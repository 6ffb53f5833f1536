//! # LSD Network Factory
//!
//! Provisions self-contained liquid staking networks on demand.
//!
//! **Architecture:** Hexagonal (DDD + Ports/Adapters)
//!
//! ## Purpose
//!
//! Each network is a fixed bundle of components (fee pool, network balances,
//! network proposal, node deposit, user deposit, network withdraw) backed by
//! one identity token and governed by an N-of-M voter set. The factory:
//!
//! - mints a fresh token or accepts an authorized pre-existing one
//! - deploys and binds the bundle in one atomic step
//! - records the network in a registry that is the sole authority on which
//!   tokens are used
//! - routes votes and timelocked admin actions to each network
//!
//! ## Invariants
//!
//! | Invariant | Enforcement Location |
//! |-----------|---------------------|
//! | One network per token | `domain/registry.rs` - `Registry::record()` |
//! | Creator lists are append-only | `domain/registry.rs` - `Registry::record()` |
//! | Bundle addresses non-zero and distinct | `domain/invariants.rs` - `invariant_bundle_addresses()` |
//! | Creation is all-or-nothing | `service.rs` - `stage()` then `commit()` |
//! | Admin operations gated by caller | `service.rs` - `FactoryState::admin_config()` |
//!
//! ## Module Structure
//!
//! ```text
//! lsd-network-factory/
//! ├── domain/          # entities, registry, bundle builder, invariants
//! ├── ports/           # NetworkFactoryApi, ComponentDeployer, ChainContext, FactoryEventPublisher
//! ├── adapters/        # DeterministicDeployer, chain contexts, InMemoryFactoryBus
//! ├── events.rs        # FactoryEvent, EventEnvelope, topics
//! ├── config.rs        # FactoryServiceConfig
//! ├── metrics.rs       # Prometheus counters (feature = "metrics")
//! └── service.rs       # NetworkFactoryService
//! ```

#![warn(missing_docs)]
#![warn(clippy::all)]

pub mod adapters;
pub mod config;
pub mod domain;
pub mod errors;
pub mod events;
pub mod metrics;
pub mod ports;
pub mod service;

// Re-exports
pub use adapters::{DeterministicDeployer, InMemoryFactoryBus, ManualChainContext, SystemChainContext};
pub use config::FactoryServiceConfig;
pub use domain::{
    AdminSpec, ComponentKind, ComponentRecord, FactoryConfig, IdentityToken, InitializeParams,
    InstanceBundle, LogicTemplates, Registry,
};
pub use errors::{DeployError, FactoryError};
pub use events::{topics, EventEnvelope, FactoryEvent, NetworkCreatedPayload};
pub use ports::inbound::TimelockParams;
pub use ports::{ChainContext, ComponentDeployer, FactoryEventPublisher, NetworkFactoryApi};
pub use service::{FactoryStats, NetworkFactoryService};

/// Crate version
pub const VERSION: &str = env!("CARGO_PKG_VERSION");
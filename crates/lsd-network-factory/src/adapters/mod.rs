//! # Adapters
//!
//! Concrete implementations of the outbound ports.

pub mod chain;
pub mod deployer;
pub mod event_bus;

pub use chain::{ManualChainContext, SystemChainContext};
pub use deployer::DeterministicDeployer;
pub use event_bus::{InMemoryFactoryBus, DEFAULT_CHANNEL_CAPACITY};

▶ **WHAT IS EXPECTED**
Only the lines from the one containing "Admin operations gated" through the final line of the material should be printed, each word for word. Both of those lines count.

▶ **ANSWER TO THIS EXERCISE**
//! | Admin operations gated by caller | `service.rs` - `FactoryState::admin_config()` |
//!
//! ## Module Structure
//!
//! ```text
//! lsd-network-factory/
//! ├── domain/          # entities, registry, bundle builder, invariants
//! ├── ports/           # NetworkFactoryApi, ComponentDeployer, ChainContext, FactoryEventPublisher
//! ├── adapters/        # DeterministicDeployer, chain contexts, InMemoryFactoryBus
//! ├── events.rs        # FactoryEvent, EventEnvelope, topics
//! ├── config.rs        # FactoryServiceConfig
//! ├── metrics.rs       # Prometheus counters (feature = "metrics")
//! └── service.rs       # NetworkFactoryService
//! ```

#![warn(missing_docs)]
#![warn(clippy::all)]

pub mod adapters;
pub mod config;
pub mod domain;
pub mod errors;
pub mod events;
pub mod metrics;
pub mod ports;
pub mod service;

// Re-exports
pub use adapters::{DeterministicDeployer, InMemoryFactoryBus, ManualChainContext, SystemChainContext};
pub use config::FactoryServiceConfig;
pub use domain::{
    AdminSpec, ComponentKind, ComponentRecord, FactoryConfig, IdentityToken, InitializeParams,
    InstanceBundle, LogicTemplates, Registry,
};
pub use errors::{DeployError, FactoryError};
pub use events::{topics, EventEnvelope, FactoryEvent, NetworkCreatedPayload};
pub use ports::inbound::TimelockParams;
pub use ports::{ChainContext, ComponentDeployer, FactoryEventPublisher, NetworkFactoryApi};
pub use service::{FactoryStats, NetworkFactoryService};

/// Crate version
pub const VERSION: &str = env!("CARGO_PKG_VERSION");
filename crates/lsd-network-factory/src/adapters/mod.rs
//! # Adapters
//!
//! Concrete implementations of the outbound ports.

pub mod chain;
pub mod deployer;
pub mod event_bus;

pub use chain::{ManualChainContext, SystemChainContext};
pub use deployer::DeterministicDeployer;
pub use event_bus::{InMemoryFactoryBus, DEFAULT_CHANNEL_CAPACITY};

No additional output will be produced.